INSTRUCTIONS TO FOLLOW: Only a number is expected: how many lines in the data below contain the word "Plain".

STORED DATA:
//! Planning of the actions that make up one scheme
//!
//! A [`SchemePlan`] is the renderer-independent form of a scheme: every
//! target is reduced to its buildable reference, configurations are
//! resolved against the project default, and the generated support actions
//! are in place.

pub mod build_action;
pub mod execution_actions;
pub mod natural_order;

pub use build_action::{BuildActionEntries, BuildActionEntry, BuildFor};
pub use execution_actions::{
    ExecutionActionBuckets, PrePostActions, SchemeExecutionAction, SortedExecutionActions,
};
pub use natural_order::localized_standard_cmp;

use serde::Serialize;
use std::collections::HashMap;

use crate::config::ExtensionPointIdentifier;
use crate::error::{Error, Result};
use crate::types::{
    BuildableReference, CommandLineArgument, EnvironmentVariable, LaunchTarget, SchemeInfo,
    TargetId,
};

/// What a launch or profile action starts
#[derive(Debug, Clone, PartialEq, Eq, Serialize)]
#[serde(tag = "kind", rename_all = "snake_case")]
pub enum Runnable {
    Plain {
        buildable_reference: BuildableReference,
    },
    /// An extension launched through its host
    Hosted {
        buildable_reference: BuildableReference,
        host_buildable_reference: BuildableReference,
        debugging_mode: u32,
        remote_bundle_identifier: String,
    },
}

impl Runnable {
    pub fn buildable_reference(&self) -> &BuildableReference {
        match self {
            Runnable::Plain {
                buildable_reference,
            }
            | Runnable::Hosted {
                buildable_reference,
                ..
            } => buildable_reference,
        }
    }

    pub fn is_hosted(&self) -> bool {
        matches!(self, Runnable::Hosted { .. })
    }
}

#[derive(Debug, Clone, PartialEq, Eq, Serialize)]
pub struct Testable {
    pub buildable_reference: BuildableReference,
    pub skipped: bool,
}

#[derive(Debug, Clone, PartialEq, Serialize)]
pub struct BuildAction {
    pub entries: Vec<BuildActionEntry>,
    pub pre_actions: Vec<SchemeExecutionAction>,
    pub post_actions: Vec<SchemeExecutionAction>,
}

#[derive(Debug, Clone, PartialEq, Serialize)]
pub struct TestAction {
    pub build_configuration: String,
    pub command_line_arguments: Vec<CommandLineArgument>,
    pub enable_address_sanitizer: bool,
    pub enable_thread_sanitizer: bool,
    pub enable_ub_sanitizer: bool,
    pub environment_variables: Vec<EnvironmentVariable>,
    pub expand_variables_based_on: Option<BuildableReference>,
    pub pre_actions: Vec<SchemeExecutionAction>,
    pub post_actions: Vec<SchemeExecutionAction>,
    pub testables: Vec<Testable>,
    pub use_launch_scheme_args_env: bool,
}

#[derive(Debug, Clone, PartialEq, Serialize)]
pub struct LaunchAction {
    pub build_configuration: String,
    pub command_line_arguments: Vec<CommandLineArgument>,
    pub custom_working_directory: Option<String>,
    pub enable_address_sanitizer: bool,
    pub enable_thread_sanitizer: bool,
    pub enable_ub_sanitizer: bool,
    pub environment_variables: Vec<EnvironmentVariable>,
    pub pre_actions: Vec<SchemeExecutionAction>,
    pub post_actions: Vec<SchemeExecutionAction>,
    pub runnable: Option<Runnable>,
}

#[derive(Debug, Clone, PartialEq, Serialize)]
pub struct ProfileAction {
    pub build_configuration: String,
    pub command_line_arguments: Vec<CommandLineArgument>,
    pub custom_working_directory: Option<String>,
    pub environment_variables: Vec<EnvironmentVariable>,
    pub pre_actions: Vec<SchemeExecutionAction>,
    pub post_actions: Vec<SchemeExecutionAction>,
    pub use_launch_scheme_args_env: bool,
    pub runnable: Option<Runnable>,
}

#[derive(Debug, Clone, PartialEq, Eq, Serialize)]
pub struct AnalyzeAction {
    pub build_configuration: String,
}

#[derive(Debug, Clone, PartialEq, Eq, Serialize)]
pub struct ArchiveAction {
    pub build_configuration: String,
}

/// Everything needed to write one scheme
#[derive(Debug, Clone, PartialEq, Serialize)]
pub struct SchemePlan {
    pub name: String,
    pub build_action: BuildAction,
    pub test_action: TestAction,
    pub launch_action: LaunchAction,
    pub profile_action: ProfileAction,
    pub analyze_action: AnalyzeAction,
    pub archive_action: ArchiveAction,
    pub was_created_for_app_extension: bool,
}

/// Plans the actions for `scheme_info`.
///
/// Build entries are collected in this order, which decides the first
/// (icon deciding) entry: the run launch target and its host, run build
/// targets, the profile launch target and its host, profile build targets,
/// test build targets, test targets, and finally the preview references.
pub fn create_scheme_plan(
    default_xcode_configuration: &str,
    extension_point_identifiers: &HashMap<TargetId, ExtensionPointIdentifier>,
    scheme_info: &SchemeInfo<'_>,
) -> Result<SchemePlan> {
    let mut entries = BuildActionEntries::new();
    let configuration = |configured: &Option<String>| {
        configured
            .clone()
            .unwrap_or_else(|| default_xcode_configuration.to_string())
    };

    // Run
    let launch_runnable = match &scheme_info.run.launch_target {
        Some(launch_target) => {
            include_launch_target(
                &mut entries,
                launch_target,
                BuildFor::RUNNING | BuildFor::ANALYZING,
            );
            Some(runnable(launch_target, extension_point_identifiers)?)
        }
        None => None,
    };
    for target in &scheme_info.run.build_targets {
        entries.include(
            &target.buildable_reference,
            BuildFor::RUNNING | BuildFor::ANALYZING,
        );
    }

    // Profile
    let profile_runnable = match &scheme_info.profile.launch_target {
        Some(launch_target) => {
            include_launch_target(&mut entries, launch_target, BuildFor::PROFILING);
            Some(runnable(launch_target, extension_point_identifiers)?)
        }
        None => None,
    };
    for target in &scheme_info.profile.build_targets {
        entries.include(&target.buildable_reference, BuildFor::PROFILING);
    }

    // Test build targets go in before test targets, so a test bundle only
    // leads the scheme when nothing else is declared
    for target in &scheme_info.test.build_targets {
        entries.include(&target.buildable_reference, BuildFor::TESTING);
    }
    let testables: Vec<Testable> = scheme_info
        .test
        .test_targets
        .iter()
        .map(|test_target| {
            let buildable_reference = &test_target.target.buildable_reference;
            entries.include(buildable_reference, BuildFor::TESTING);
            Testable {
                buildable_reference: buildable_reference.clone(),
                skipped: !test_target.enabled,
            }
        })
        .collect();

    for reference in &scheme_info.run.transitive_preview_references {
        entries.include(reference, BuildFor::RUNNING);
    }

    let mut buckets = ExecutionActionBuckets::new();
    for action in &scheme_info.execution_actions {
        buckets.push(action);
    }
    let mut actions = buckets.into_sorted();

    if let Some(runnable) = &launch_runnable {
        actions.run.pre_actions.insert(
            0,
            SchemeExecutionAction::update_lldbinit_and_copy_dsyms(runnable.buildable_reference()),
        );
    }
    if let Some(runnable) = &profile_runnable {
        actions.profile.pre_actions.insert(
            0,
            SchemeExecutionAction::update_lldbinit_and_copy_dsyms(runnable.buildable_reference()),
        );
    }
    if let Some(testable) = testables.first() {
        actions.test.pre_actions.insert(
            0,
            SchemeExecutionAction::update_lldbinit_and_copy_dsyms(&testable.buildable_reference),
        );
    }

    let entries = entries.into_ordered();
    if let Some(first) = entries.first() {
        let reference = &first.buildable_reference;
        actions.build.pre_actions.splice(
            0..0,
            [
                SchemeExecutionAction::initialize_bazel_build_output_groups_file(reference),
                SchemeExecutionAction::prepare_bazel_dependencies(reference),
            ],
        );
    }

    let test = &scheme_info.test;
    let run = &scheme_info.run;
    let profile = &scheme_info.profile;
    let launch_configuration = configuration(&run.xcode_configuration);
    let was_created_for_app_extension = launch_runnable
        .as_ref()
        .is_some_and(Runnable::is_hosted);

    tracing::debug!(
        "Planned scheme \"{}\" with {} build entries and {} testables",
        scheme_info.name,
        entries.len(),
        testables.len()
    );

    Ok(SchemePlan {
        name: scheme_info.name.clone(),
        build_action: BuildAction {
            entries,
            pre_actions: actions.build.pre_actions,
            post_actions: actions.build.post_actions,
        },
        test_action: TestAction {
            build_configuration: configuration(&test.xcode_configuration),
            command_line_arguments: test.command_line_arguments.clone(),
            enable_address_sanitizer: test.enable_address_sanitizer,
            enable_thread_sanitizer: test.enable_thread_sanitizer,
            enable_ub_sanitizer: test.enable_ub_sanitizer,
            environment_variables: test.environment_variables.clone(),
            expand_variables_based_on: if test.use_run_args_and_env {
                None
            } else {
                testables
                    .first()
                    .map(|testable| testable.buildable_reference.clone())
            },
            pre_actions: actions.test.pre_actions,
            post_actions: actions.test.post_actions,
            testables,
            use_launch_scheme_args_env: test.use_run_args_and_env,
        },
        launch_action: LaunchAction {
            build_configuration: launch_configuration.clone(),
            command_line_arguments: run.command_line_arguments.clone(),
            custom_working_directory: run.custom_working_directory.clone(),
            enable_address_sanitizer: run.enable_address_sanitizer,
            enable_thread_sanitizer: run.enable_thread_sanitizer,
            enable_ub_sanitizer: run.enable_ub_sanitizer,
            environment_variables: run.environment_variables.clone(),
            pre_actions: actions.run.pre_actions,
            post_actions: actions.run.post_actions,
            runnable: launch_runnable,
        },
        profile_action: ProfileAction {
            build_configuration: configuration(&profile.xcode_configuration),
            command_line_arguments: profile.command_line_arguments.clone(),
            custom_working_directory: profile.custom_working_directory.clone(),
            environment_variables: profile.environment_variables.clone(),
            pre_actions: actions.profile.pre_actions,
            post_actions: actions.profile.post_actions,
            use_launch_scheme_args_env: profile.use_run_args_and_env,
            runnable: profile_runnable,
        },
        analyze_action: AnalyzeAction {
            build_configuration: launch_configuration.clone(),
        },
        archive_action: ArchiveAction {
            build_configuration: launch_configuration,
        },
        was_created_for_app_extension,
    })
}

fn include_launch_target(
    entries: &mut BuildActionEntries,
    launch_target: &LaunchTarget<'_>,
    build_for: BuildFor,
) {
    entries.include(&launch_target.primary.buildable_reference, build_for);
    if let Some(host) = launch_target.extension_host {
        entries.include(&host.buildable_reference, build_for);
    }
}

fn runnable(
    launch_target: &LaunchTarget<'_>,
    extension_point_identifiers: &HashMap<TargetId, ExtensionPointIdentifier>,
) -> Result<Runnable> {
    let buildable_reference = launch_target.primary.buildable_reference.clone();
    let Some(host) = launch_target.extension_host else {
        return Ok(Runnable::Plain {
            buildable_reference,
        });
    };

    let id = &launch_target.primary.id;
    let extension_point = extension_point_identifiers
        .get(id)
        .ok_or_else(|| Error::unknown_target("Extension Target ID", id))?;

    Ok(Runnable::Hosted {
        buildable_reference,
        host_buildable_reference: host.buildable_reference.clone(),
        debugging_mode: extension_point.debugging_mode,
        remote_bundle_identifier: extension_point.remote_bundle_identifier.clone(),
    })
}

EXPECTED ANSWER: 3